2016; targets, goals and optimism of a fitness blogger

I have never really been one for writing down goals and targets, largely because I hate the accountability :-) but this year, 2016, I thought I would give it a go.

Here are my top line goals for 2016:

1. Get down to below 80kg. The ideal target is 76kg.

2. Jog 4 miles none-stop

3. Try a sport I have never tried before

Here are the explanation behind them all.

1. Get down to 80kg or below, ideally, 76kg.

In the three years since I have started trying to get more fit I have always had the goal of getting under 80kg but I have never made it. This year, I want to try and give it a really good crack. The closest I have got is a diet competition where I got the 82kg but I was doing some unhealthy stuff to get there. This time I want to try and do it properly and most importantly, in a sustainable way.

I started 2016 at around 88kg, post Christmas, but I probably floated between 83-88kg throughout all of 2015. I know what I am doing wrong, it is alcohol intake and poor diet. When you think that I train 5 days a week, sometimes twice a day, it is not the exercise that is going wrong, it is the diet and drink.
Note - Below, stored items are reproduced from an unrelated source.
mod bootstrap;
mod catalog;
mod health;

use std::time::Duration;

use anyhow::Result;
use tracing_subscriber::EnvFilter;
use wexu_core::config::{AppConfig, LoadOptions};

use crate::health::HealthState;

fn init_logging(config: &AppConfig) {
    use wexu_core::config::LogFormat::*;

    // RUST_LOG wins over the configured level when set.
    let filter = EnvFilter::try_from_default_env()
        .unwrap_or_else(|_| EnvFilter::new(config.logging.level.as_str()));
    let builder = tracing_subscriber::fmt().with_target(false).with_env_filter(filter);

    match config.logging.format {
        Compact => builder.compact().init(),
        Pretty => builder.pretty().init(),
        Json => builder.json().init(),
    }
}

#[tokio::main]
async fn main() -> Result<()> {
    run().await
}

pub async fn run() -> Result<()> {
    let config = AppConfig::load(LoadOptions::default())?;
    init_logging(&config);

    let app = bootstrap::bootstrap_with_config(config).await?;

    health::spawn(
        &app.config.server.bind_address,
        app.config.server.health_check_port,
        HealthState { db_pool: app.db_pool.clone(), queue: app.queue.clone() },
    )
    .await?;

    let scheduler = app.scheduler.start();
    let slack_runner = app.slack_runner;
    let socket_task = tokio::spawn(async move { slack_runner.start().await });

    tracing::info!(
        event_name = "system.server.started",
        correlation_id = "bootstrap",
        drain_interval_secs = app.config.experience.drain_interval_secs,
        "wexu-server started"
    );
    wait_for_shutdown().await?;
    tracing::info!(
        event_name = "system.server.stopping",
        correlation_id = "shutdown",
        queued_entries = app.queue.len(),
        "wexu-server stopping; queued experience is discarded"
    );

    socket_task.abort();
    let grace = Duration::from_secs(app.config.server.graceful_shutdown_secs);
    if tokio::time::timeout(grace, scheduler.shutdown()).await.is_err() {
        tracing::warn!(
            event_name = "system.server.shutdown_timeout",
            correlation_id = "shutdown",
            grace_secs = grace.as_secs(),
            "background jobs did not stop within the grace period"
        );
    }
    app.db_pool.close().await;

    Ok(())
}

async fn wait_for_shutdown() -> Result<()> {
    tokio::signal::ctrl_c().await?;
    Ok(())
}
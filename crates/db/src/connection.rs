use std::time::Duration;

use sqlx::sqlite::SqlitePoolOptions;

use wexu_core::config::DatabaseConfig;

pub type DbPool = sqlx::SqlitePool;

pub async fn connect(database_url: &str) -> Result<DbPool, sqlx::Error> {
    connect_with_settings(database_url, 5, 30).await
}

pub async fn connect_with_config(config: &DatabaseConfig) -> Result<DbPool, sqlx::Error> {
    let url = if config.url.trim() == ":memory:" { "sqlite::memory:" } else { config.url.as_str() };
    connect_with_settings(url, config.max_connections, config.timeout_secs).await
}

pub async fn connect_with_settings(
    database_url: &str,
    max_connections: u32,
    timeout_secs: u64,
) -> Result<DbPool, sqlx::Error> {
    SqlitePoolOptions::new()
        .max_connections(max_connections.max(1))
        .acquire_timeout(Duration::from_secs(timeout_secs.max(1)))
        .after_connect(|conn, _meta| {
            Box::pin(async move {
                sqlx::query("PRAGMA foreign_keys = ON").execute(&mut *conn).await?;
                sqlx::query("PRAGMA journal_mode = WAL").execute(&mut *conn).await?;
                sqlx::query("PRAGMA busy_timeout = 5000").execute(&mut *conn).await?;
                Ok(())
            })
        })
        .connect(database_url)
        .await
}

#[cfg(test)]
mod tests {
    use sqlx::Row;

    use wexu_core::config::DatabaseConfig;

    use super::connect_with_config;

    #[tokio::test]
    async fn config_connection_enables_foreign_keys() {
        let config =
            DatabaseConfig { url: ":memory:".to_owned(), max_connections: 1, timeout_secs: 5 };
        let pool = connect_with_config(&config).await.expect("connect");

        let enabled = sqlx::query("PRAGMA foreign_keys")
            .fetch_one(&pool)
            .await
            .expect("pragma")
            .get::<i64, _>(0);

        assert_eq!(enabled, 1);
    }
}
I have the same excuses as everyone; I work away lots so I drink too much and eat badly in hotels and alike. Part of idea number one, or I guess, sub-target number one, to try and jog more when away. Hotel gym are generally rubbish, I should get out more and try jogging in the cities that I visit. Would be a great way to see the places I am travelling to, but also helps with goal two, jogging.
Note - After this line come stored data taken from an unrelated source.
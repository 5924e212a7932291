use std::fmt;

use chrono::{DateTime, Utc};
use rust_decimal::Decimal;
use serde::{Deserialize, Serialize};

#[derive(Clone, Debug, PartialEq, Eq, Hash, PartialOrd, Ord, Serialize, Deserialize)]
pub struct UserId(pub String);

impl UserId {
    pub fn as_str(&self) -> &str {
        &self.0
    }
}

impl fmt::Display for UserId {
    fn fmt(&self, f: &mut fmt::Formatter<'_>) -> fmt::Result {
        f.write_str(&self.0)
    }
}

impl From<&str> for UserId {
    fn from(value: &str) -> Self {
        Self(value.to_owned())
    }
}

#[derive(Clone, Debug, PartialEq, Eq, Hash, Serialize, Deserialize)]
pub struct ChannelId(pub String);

impl ChannelId {
    pub fn as_str(&self) -> &str {
        &self.0
    }
}

impl fmt::Display for ChannelId {
    fn fmt(&self, f: &mut fmt::Formatter<'_>) -> fmt::Result {
        f.write_str(&self.0)
    }
}

impl From<&str> for ChannelId {
    fn from(value: &str) -> Self {
        Self(value.to_owned())
    }
}

/// Level every member starts at.
pub const STARTING_LEVEL: i64 = 1;

/// Durable ledger record for one community member.
#[derive(Clone, Debug, PartialEq, Serialize, Deserialize)]
pub struct User {
    pub id: UserId,
    pub is_admin: bool,
    pub exp: i64,
    pub level: i64,
    pub balance: Decimal,
    pub github_username: Option<String>,
    pub profile: ProfileMetadata,
    pub created_at: DateTime<Utc>,
    pub updated_at: DateTime<Utc>,
}

impl User {
    pub fn new(id: UserId, now: DateTime<Utc>) -> Self {
        Self {
            id,
            is_admin: false,
            exp: 0,
            level: STARTING_LEVEL,
            balance: Decimal::ZERO,
            github_username: None,
            profile: ProfileMetadata::default(),
            created_at: now,
            updated_at: now,
        }
    }

    /// Name shown on leaderboards: linked GitHub login first, then Slack names.
    pub fn display_label(&self) -> String {
        let candidates = [
            self.github_username.as_deref(),
            self.profile.display_name.as_deref(),
            self.profile.real_name.as_deref(),
        ];
        candidates
            .into_iter()
            .flatten()
            .map(str::trim)
            .find(|value| !value.is_empty())
            .map(str::to_owned)
            .unwrap_or_else(|| format!("<@{}>", self.id))
    }
}

/// Slack profile fields copied onto the ledger row on every drain.
#[derive(Clone, Debug, Default, PartialEq, Eq, Serialize, Deserialize)]
pub struct ProfileMetadata {
    pub first_name: Option<String>,
    pub last_name: Option<String>,
    pub real_name: Option<String>,
    pub display_name: Option<String>,
    pub tz: Option<String>,
    pub image_original: Option<String>,
    pub slack_email: Option<String>,
}

#[cfg(test)]
mod tests {
    use chrono::Utc;

    use super::{ProfileMetadata, User, UserId, STARTING_LEVEL};

    #[test]
    fn new_user_starts_at_level_one_with_no_exp() {
        let user = User::new(UserId::from("U1"), Utc::now());

        assert_eq!(user.level, STARTING_LEVEL);
        assert_eq!(user.exp, 0);
        assert!(!user.is_admin);
    }

    #[test]
    fn display_label_prefers_github_then_slack_names() {
        let mut user = User::new(UserId::from("U1"), Utc::now());
        assert_eq!(user.display_label(), "<@U1>");

        user.profile = ProfileMetadata {
            real_name: Some("Linh Tran".to_owned()),
            display_name: Some("  ".to_owned()),
            ..ProfileMetadata::default()
        };
        assert_eq!(user.display_label(), "Linh Tran");

        user.github_username = Some("linhtran".to_owned());
        assert_eq!(user.display_label(), "linhtran");
    }
}
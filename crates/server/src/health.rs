use std::sync::Arc;

use axum::{extract::State, http::StatusCode, routing::get, Json, Router};
use chrono::Utc;
use serde::Serialize;
use tracing::{error, info};

use wexu_core::experience::ExperienceQueue;
use wexu_db::DbPool;

#[derive(Clone)]
pub struct HealthState {
    pub db_pool: DbPool,
    pub queue: Arc<ExperienceQueue>,
}

#[derive(Clone, Debug, PartialEq, Eq, Serialize)]
pub struct HealthCheck {
    pub status: &'static str,
    pub detail: String,
}

#[derive(Clone, Debug, PartialEq, Eq, Serialize)]
pub struct QueueStatus {
    pub depth: usize,
    pub draining: bool,
}

#[derive(Clone, Debug, PartialEq, Eq, Serialize)]
pub struct HealthResponse {
    pub status: &'static str,
    pub service: HealthCheck,
    pub database: HealthCheck,
    pub queue: QueueStatus,
    pub checked_at: String,
}

pub fn router(state: HealthState) -> Router {
    Router::new().route("/health", get(health)).with_state(state)
}

pub async fn spawn(bind_address: &str, port: u16, state: HealthState) -> std::io::Result<()> {
    let address = format!("{bind_address}:{port}");
    let listener = tokio::net::TcpListener::bind(&address).await?;

    info!(
        event_name = "system.health.start",
        correlation_id = "bootstrap",
        bind_address = %address,
        "health endpoint started"
    );

    tokio::spawn(async move {
        if let Err(error) = axum::serve(listener, router(state)).await {
            error!(
                event_name = "system.health.error",
                correlation_id = "bootstrap",
                error = %error,
                "health endpoint server terminated unexpectedly"
            );
        }
    });

    Ok(())
}

/// Queue depth is informational; only the database decides readiness.
pub async fn health(State(state): State<HealthState>) -> (StatusCode, Json<HealthResponse>) {
    let database = database_check(&state.db_pool).await;
    let ready = database.status == "ready";

    let payload = HealthResponse {
        status: if ready { "ready" } else { "degraded" },
        service: HealthCheck {
            status: "ready",
            detail: "wexu-server runtime initialized".to_string(),
        },
        database,
        queue: QueueStatus {
            depth: state.queue.len(),
            draining: state.queue.is_drain_in_progress(),
        },
        checked_at: Utc::now().to_rfc3339(),
    };

    let status_code = if ready { StatusCode::OK } else { StatusCode::SERVICE_UNAVAILABLE };
    (status_code, Json(payload))
}

async fn database_check(pool: &DbPool) -> HealthCheck {
    match sqlx::query_scalar::<_, i64>("SELECT 1").fetch_one(pool).await {
        Ok(_) => HealthCheck { status: "ready", detail: "database query succeeded".to_string() },
        Err(error) => {
            HealthCheck { status: "degraded", detail: format!("database query failed: {error}") }
        }
    }
}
2. Jog none-stop for 4 miles

I hate running, i mean, really hate it. I don’t “hate” much in life but running/jogging, I really do hate. Being completely honest I can barely jog for longer than 2 or three mins. It is not because I am going flat out, it is simply that I think I have poor stamina. Even when i was fairly fit as a kid, playing football at a decent level, I could not run long distances. Someone I know mentioned I should get tested to see if I have the endurance gene but I think this would just give me an excuse and a cop-out.

I have a 4mile circuit around the countryside where I live, in 2016, I would like to jog this none-stop. At the min I am doing the circuit in 1hr, best time. To get started towards this goal in 2016 and to help get rid of Xmas excess in a quicker way, I have started my gym sessions by jogging for 2 miles. I am doing this in intervals, 45 seconds of fast running, one min of walking/recovery, although I start by running/jogging for as long as I can and this is usually 2-3mins. I really get annoyed at myself for not being able to run/jog more. When I think of all I have achieved in the last three years it really annoys me that I cannot get this jogging nailed. Just goes to show, nothing is easy.

3. Try a new sport

I am not going to commit to what the new sport will be, there are a few options on the table at the min. One of the best things that has happened to me in the last few years has been taking up boxing. Don’t get me wrong, I have only had a few actual full-on sparring sessions and it has mainly be pad-work and technique so far but one of my life’s regrets will be that I did not get into the sport earlier. That has made me think “what else am I missing”. I have a few ideas and I hope to try a few new sports and go from there.

Overall, I have tried to keep my targets and goals fairly achievable. It is all about baby-steps. Let’s not forget, my original goal at the start of all this was to get in shape for a one-off football comeback and to not be the fattest dad when in the pool on holiday!